Stored data entries:
--

//! Tracing setup, grounded on the teacher's `init_telemetry`: an
//! `EnvFilter` that prefers `RUST_LOG`/`TTSRELAY_LOG` over the CLI flag, and
//! a JSON-vs-human `fmt` layer switch.

use tracing_subscriber::{fmt, layer::SubscriberExt, util::SubscriberInitExt, EnvFilter};

pub fn init(log_level: &str, json_logs: bool) {
    let filter = EnvFilter::try_from_default_env().unwrap_or_else(|_| EnvFilter::new(log_level));
    let registry = tracing_subscriber::registry().with(filter);

    if json_logs {
        registry.with(fmt::layer().json().with_target(true).with_thread_ids(false)).init();
    } else {
        registry
            .with(fmt::layer().with_target(false).with_thread_ids(false).with_ansi(true))
            .init();
    }
}
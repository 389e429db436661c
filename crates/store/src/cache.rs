use std::{
    collections::HashMap,
    hash::Hash,
    time::{Duration, Instant},
};

/// A bounded, TTL-evicting map used for the webhook idempotency window, the
/// redemption-pending cache, and the secret cache (§3). Oldest entry is
/// evicted on overflow rather than the insert being rejected, matching the
/// gateway's dedupe-cache behavior.
pub struct TtlCache<K, V> {
    entries: HashMap<K, (V, Instant)>,
    ttl: Duration,
    max_entries: usize,
}

impl<K: Eq + Hash + Clone, V> TtlCache<K, V> {
    pub fn new(ttl: Duration, max_entries: usize) -> Self {
        Self {
            entries: HashMap::new(),
            ttl,
            max_entries,
        }
    }

    pub fn evict_expired(&mut self) {
        let ttl = self.ttl;
        self.entries.retain(|_, (_, inserted_at)| inserted_at.elapsed() < ttl);
    }

    pub fn get(&self, key: &K) -> Option<&V> {
        self.entries.get(key).map(|(v, _)| v)
    }

    pub fn contains(&self, key: &K) -> bool {
        self.entries.contains_key(key)
    }

    pub fn insert(&mut self, key: K, value: V) {
        if self.entries.len() >= self.max_entries
            && !self.entries.contains_key(&key)
            && let Some(oldest) = self
                .entries
                .iter()
                .min_by_key(|(_, (_, inserted_at))| *inserted_at)
                .map(|(k, _)| k.clone())
        {
            self.entries.remove(&oldest);
        }
        self.entries.insert(key, (value, Instant::now()));
    }

    pub fn remove(&mut self, key: &K) -> Option<V> {
        self.entries.remove(key).map(|(v, _)| v)
    }

    /// Insert `key` if absent; returns `true` if it was already present
    /// (i.e. this call observed a duplicate), matching the webhook
    /// idempotency contract in §4.2.
    pub fn check_and_insert(&mut self, key: K, value: V) -> bool {
        self.evict_expired();
        if self.entries.contains_key(&key) {
            return true;
        }
        self.insert(key, value);
        false
    }

    pub fn len(&self) -> usize {
        self.entries.len()
    }

    pub fn is_empty(&self) -> bool {
        self.entries.is_empty()
    }
}

#[cfg(test)]
mod tests {
    use super::*;

    #[test]
    fn check_and_insert_flags_duplicates() {
        let mut cache: TtlCache<String, ()> = TtlCache::new(Duration::from_secs(600), 1_000);
        assert!(!cache.check_and_insert("id-1".to_string(), ()));
        assert!(cache.check_and_insert("id-1".to_string(), ()));
    }

    #[test]
    fn overflow_evicts_oldest_entry() {
        let mut cache: TtlCache<i32, i32> = TtlCache::new(Duration::from_secs(600), 2);
        cache.insert(1, 1);
        cache.insert(2, 2);
        cache.insert(3, 3);
        assert_eq!(cache.len(), 2);
        assert!(cache.get(&1).is_none());
        assert!(cache.get(&3).is_some());
    }

    #[test]
    fn expired_entries_are_evicted() {
        let mut cache: TtlCache<i32, i32> = TtlCache::new(Duration::from_millis(1), 10);
        cache.insert(1, 1);
        std::thread::sleep(Duration::from_millis(5));
        cache.evict_expired();
        assert!(cache.is_empty());
    }
}
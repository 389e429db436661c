//! Signed bearer tokens for the admin HTTP surface and the overlay
//! WebSocket surface (§4.3, §6): a compact HMAC-SHA256-signed payload,
//! specialized per surface by an `aud` (audience) claim so a token minted
//! for one surface can't be replayed against the other.

use base64::Engine;
use hmac::{Hmac, Mac};
use secrecy::{ExposeSecret, Secret};
use serde::de::DeserializeOwned;
use serde::{Deserialize, Serialize};
use sha2::Sha256;

type HmacSha256 = Hmac<Sha256>;

const TOKEN_ISSUER: &str = "ttsrelay";
const ADMIN_AUDIENCE: &str = "admin";
const OVERLAY_AUDIENCE: &str = "overlay";

fn sign(payload_b64: &str, secret: &Secret<String>) -> Result<String, ()> {
    let mut mac = HmacSha256::new_from_slice(secret.expose_secret().as_bytes()).map_err(|_| ())?;
    mac.update(payload_b64.as_bytes());
    Ok(hex::encode(mac.finalize().into_bytes()))
}

fn encode<T: Serialize>(claims: &T, secret: &Secret<String>) -> String {
    let payload = serde_json::to_vec(claims).unwrap_or_default();
    let payload_b64 = base64::engine::general_purpose::URL_SAFE_NO_PAD.encode(&payload);
    let sig = sign(&payload_b64, secret).unwrap_or_default();
    format!("{payload_b64}.{sig}")
}

fn decode<T: DeserializeOwned>(token: &str, secret: &Secret<String>) -> Result<T, ()> {
    let (payload_b64, sig) = token.split_once('.').ok_or(())?;
    let expected_sig = sign(payload_b64, secret)?;
    if !constant_time_eq(&expected_sig, sig) {
        return Err(());
    }
    let payload = base64::engine::general_purpose::URL_SAFE_NO_PAD
        .decode(payload_b64)
        .map_err(|_| ())?;
    serde_json::from_slice(&payload).map_err(|_| ())
}

#[derive(Debug, Serialize, Deserialize)]
struct Claims {
    #[serde(rename(serialize = "userLogin", deserialize = "userLogin"))]
    user_login: String,
    aud: String,
    iss: String,
    exp: i64,
}

/// Mint a token for `user_login`, valid until `expires_at_secs` (epoch
/// seconds).
pub fn issue(user_login: &str, expires_at_secs: i64, secret: &Secret<String>) -> String {
    let claims = Claims {
        user_login: user_login.to_string(),
        aud: ADMIN_AUDIENCE.to_string(),
        iss: TOKEN_ISSUER.to_string(),
        exp: expires_at_secs,
    };
    encode(&claims, secret)
}

/// Verify a token's signature, issuer, audience and expiry, and that its
/// `userLogin` claim equals `expected_login` (§4.3).
pub fn verify(token: &str, expected_login: &str, secret: &Secret<String>, now_secs: i64) -> Result<(), ()> {
    let claims: Claims = decode(token, secret)?;
    if claims.iss != TOKEN_ISSUER || claims.aud != ADMIN_AUDIENCE {
        return Err(());
    }
    if claims.exp < now_secs {
        return Err(());
    }
    if claims.user_login != expected_login {
        return Err(());
    }
    Ok(())
}

#[derive(Debug, Serialize, Deserialize)]
struct OverlayClaims {
    channel: String,
    aud: String,
    iss: String,
    exp: i64,
}

/// Mint an overlay WebSocket token scoped to `channel`, valid until
/// `expires_at_secs` (§4.3).
pub fn issue_overlay_token(channel: &str, expires_at_secs: i64, secret: &Secret<String>) -> String {
    let claims = OverlayClaims {
        channel: channel.to_string(),
        aud: OVERLAY_AUDIENCE.to_string(),
        iss: TOKEN_ISSUER.to_string(),
        exp: expires_at_secs,
    };
    encode(&claims, secret)
}

/// Verify an overlay token's signature, issuer, audience and expiry, and
/// that its `channel` claim equals `expected_channel` (§4.3).
pub fn verify_overlay_token(
    token: &str,
    expected_channel: &str,
    secret: &Secret<String>,
    now_secs: i64,
) -> Result<(), ()> {
    let claims: OverlayClaims = decode(token, secret)?;
    if claims.iss != TOKEN_ISSUER || claims.aud != OVERLAY_AUDIENCE {
        return Err(());
    }
    if claims.exp < now_secs {
        return Err(());
    }
    if claims.channel != expected_channel {
        return Err(());
    }
    Ok(())
}

fn constant_time_eq(a: &str, b: &str) -> bool {
    if a.len() != b.len() {
        return false;
    }
    a.bytes().zip(b.bytes()).fold(0u8, |acc, (x, y)| acc | (x ^ y)) == 0
}

#[cfg(test)]
mod tests {
    use super::*;

    fn secret() -> Secret<String> {
        Secret::new("admin-secret".to_string())
    }

    #[test]
    fn valid_token_for_matching_login_is_accepted() {
        let token = issue("streamer", 2_000_000_000, &secret());
        assert!(verify(&token, "streamer", &secret(), 1_000_000_000).is_ok());
    }

    #[test]
    fn token_for_a_different_login_is_rejected() {
        let token = issue("streamer", 2_000_000_000, &secret());
        assert!(verify(&token, "someoneelse", &secret(), 1_000_000_000).is_err());
    }

    #[test]
    fn expired_token_is_rejected() {
        let token = issue("streamer", 1_000, &secret());
        assert!(verify(&token, "streamer", &secret(), 2_000, ).is_err());
    }

    #[test]
    fn tampered_payload_is_rejected() {
        let mut token = issue("streamer", 2_000_000_000, &secret());
        token.push('x');
        assert!(verify(&token, "streamer", &secret(), 1_000_000_000).is_err());
    }

    #[test]
    fn wrong_secret_is_rejected() {
        let token = issue("streamer", 2_000_000_000, &secret());
        assert!(verify(&token, "streamer", &Secret::new("wrong".to_string()), 1_000_000_000).is_err());
    }

    #[test]
    fn valid_overlay_token_for_matching_channel_is_accepted() {
        let token = issue_overlay_token("streamer", 2_000_000_000, &secret());
        assert!(verify_overlay_token(&token, "streamer", &secret(), 1_000_000_000).is_ok());
    }

    #[test]
    fn overlay_token_for_a_different_channel_is_rejected() {
        let token = issue_overlay_token("streamer", 2_000_000_000, &secret());
        assert!(verify_overlay_token(&token, "otherchannel", &secret(), 1_000_000_000).is_err());
    }

    #[test]
    fn admin_token_is_rejected_as_an_overlay_token() {
        let token = issue("streamer", 2_000_000_000, &secret());
        assert!(verify_overlay_token(&token, "streamer", &secret(), 1_000_000_000).is_err());
    }

    #[test]
    fn overlay_token_is_rejected_as_an_admin_token() {
        let token = issue_overlay_token("streamer", 2_000_000_000, &secret());
        assert!(verify(&token, "streamer", &secret(), 1_000_000_000).is_err());
    }
}
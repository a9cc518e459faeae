pub(crate) fn mul_div255_u16(x: u16, y: u16) -> u16 {
    (((u32::from(x) * u32::from(y)) + 127) / 255) as u16
}

#[inline]
pub(crate) fn unit_to_u8(v: f32) -> u8 {
    (v.clamp(0.0, 1.0) * 255.0).round() as u8
}

#[cfg(test)]
#[path = "../../tests/unit/foundation/math.rs"]
mod tests;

--

Looking at the entries, how many lines contain the string "WebSocket"? The answer is that number alone.

Problem solution: 2